Exercise: The expected answer holds every line from the first line of the data below through the line containing "responses((status = 200, description", exactly as written, and no other line.

[Provided information Boundary: Start]

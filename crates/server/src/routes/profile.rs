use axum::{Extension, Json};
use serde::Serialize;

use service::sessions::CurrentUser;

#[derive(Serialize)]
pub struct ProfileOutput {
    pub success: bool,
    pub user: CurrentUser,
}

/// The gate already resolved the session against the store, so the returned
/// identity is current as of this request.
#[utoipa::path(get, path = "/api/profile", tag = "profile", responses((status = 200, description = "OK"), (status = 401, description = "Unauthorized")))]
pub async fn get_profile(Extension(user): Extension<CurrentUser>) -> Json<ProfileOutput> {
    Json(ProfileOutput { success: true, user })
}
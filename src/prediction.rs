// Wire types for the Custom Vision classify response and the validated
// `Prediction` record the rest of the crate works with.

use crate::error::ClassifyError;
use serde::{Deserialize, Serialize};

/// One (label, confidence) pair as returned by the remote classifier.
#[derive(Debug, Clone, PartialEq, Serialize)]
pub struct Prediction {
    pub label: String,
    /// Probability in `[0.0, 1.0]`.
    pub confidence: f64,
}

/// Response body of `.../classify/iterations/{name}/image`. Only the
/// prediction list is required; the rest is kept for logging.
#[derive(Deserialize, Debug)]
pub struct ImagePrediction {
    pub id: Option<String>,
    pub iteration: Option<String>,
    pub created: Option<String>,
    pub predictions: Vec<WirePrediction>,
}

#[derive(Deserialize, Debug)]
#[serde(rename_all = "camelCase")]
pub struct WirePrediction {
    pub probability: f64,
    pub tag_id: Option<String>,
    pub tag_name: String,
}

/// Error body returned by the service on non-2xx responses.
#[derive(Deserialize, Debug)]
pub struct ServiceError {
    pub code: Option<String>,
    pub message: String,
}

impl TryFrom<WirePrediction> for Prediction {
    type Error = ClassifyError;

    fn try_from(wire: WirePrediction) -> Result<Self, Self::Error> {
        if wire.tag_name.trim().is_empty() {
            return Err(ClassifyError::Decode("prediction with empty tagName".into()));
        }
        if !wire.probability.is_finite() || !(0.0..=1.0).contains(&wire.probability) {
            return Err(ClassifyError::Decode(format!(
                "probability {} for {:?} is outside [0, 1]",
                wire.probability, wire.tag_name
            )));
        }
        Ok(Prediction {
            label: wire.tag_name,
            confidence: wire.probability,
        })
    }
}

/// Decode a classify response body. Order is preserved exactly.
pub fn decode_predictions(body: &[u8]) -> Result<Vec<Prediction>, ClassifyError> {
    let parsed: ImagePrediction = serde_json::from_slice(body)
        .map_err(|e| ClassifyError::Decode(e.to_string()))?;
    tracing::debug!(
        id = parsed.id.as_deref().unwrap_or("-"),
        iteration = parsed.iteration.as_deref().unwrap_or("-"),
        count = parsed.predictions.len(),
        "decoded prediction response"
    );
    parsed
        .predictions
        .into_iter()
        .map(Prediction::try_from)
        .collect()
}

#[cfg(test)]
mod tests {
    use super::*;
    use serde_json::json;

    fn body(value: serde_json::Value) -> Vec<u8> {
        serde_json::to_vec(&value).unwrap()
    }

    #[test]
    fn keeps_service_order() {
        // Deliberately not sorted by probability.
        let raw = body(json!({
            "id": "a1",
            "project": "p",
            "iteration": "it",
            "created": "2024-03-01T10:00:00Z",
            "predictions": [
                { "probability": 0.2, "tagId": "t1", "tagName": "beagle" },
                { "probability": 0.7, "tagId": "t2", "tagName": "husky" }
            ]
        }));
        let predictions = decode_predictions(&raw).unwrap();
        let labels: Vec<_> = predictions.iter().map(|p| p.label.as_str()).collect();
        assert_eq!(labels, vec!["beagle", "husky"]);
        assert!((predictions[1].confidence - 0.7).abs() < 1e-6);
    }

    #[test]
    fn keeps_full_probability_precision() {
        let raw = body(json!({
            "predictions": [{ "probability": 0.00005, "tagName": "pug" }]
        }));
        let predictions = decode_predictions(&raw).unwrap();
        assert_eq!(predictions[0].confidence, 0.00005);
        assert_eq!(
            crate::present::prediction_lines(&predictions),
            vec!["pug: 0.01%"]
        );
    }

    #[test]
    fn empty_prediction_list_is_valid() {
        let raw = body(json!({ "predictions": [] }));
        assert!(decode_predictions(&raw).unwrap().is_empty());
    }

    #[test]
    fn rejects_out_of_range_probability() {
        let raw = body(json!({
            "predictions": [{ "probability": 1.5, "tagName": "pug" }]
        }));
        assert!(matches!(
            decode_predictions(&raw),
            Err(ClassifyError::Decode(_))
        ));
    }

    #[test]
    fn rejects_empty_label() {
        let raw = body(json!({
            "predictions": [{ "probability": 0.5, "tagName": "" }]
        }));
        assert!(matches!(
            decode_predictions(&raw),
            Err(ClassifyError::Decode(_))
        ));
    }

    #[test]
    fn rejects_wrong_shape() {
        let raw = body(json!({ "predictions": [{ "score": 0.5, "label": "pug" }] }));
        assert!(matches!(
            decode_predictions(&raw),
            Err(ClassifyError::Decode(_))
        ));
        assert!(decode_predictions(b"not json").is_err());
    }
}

[Provided information Boundary: End]

Task response:
filename crates/server/src/routes/profile.rs
use axum::{Extension, Json};
use serde::Serialize;

use service::sessions::CurrentUser;

#[derive(Serialize)]
pub struct ProfileOutput {
    pub success: bool,
    pub user: CurrentUser,
}

/// The gate already resolved the session against the store, so the returned
/// identity is current as of this request.
#[utoipa::path(get, path = "/api/profile", tag = "profile", responses((status = 200, description = "OK"), (status = 401, description = "Unauthorized")))]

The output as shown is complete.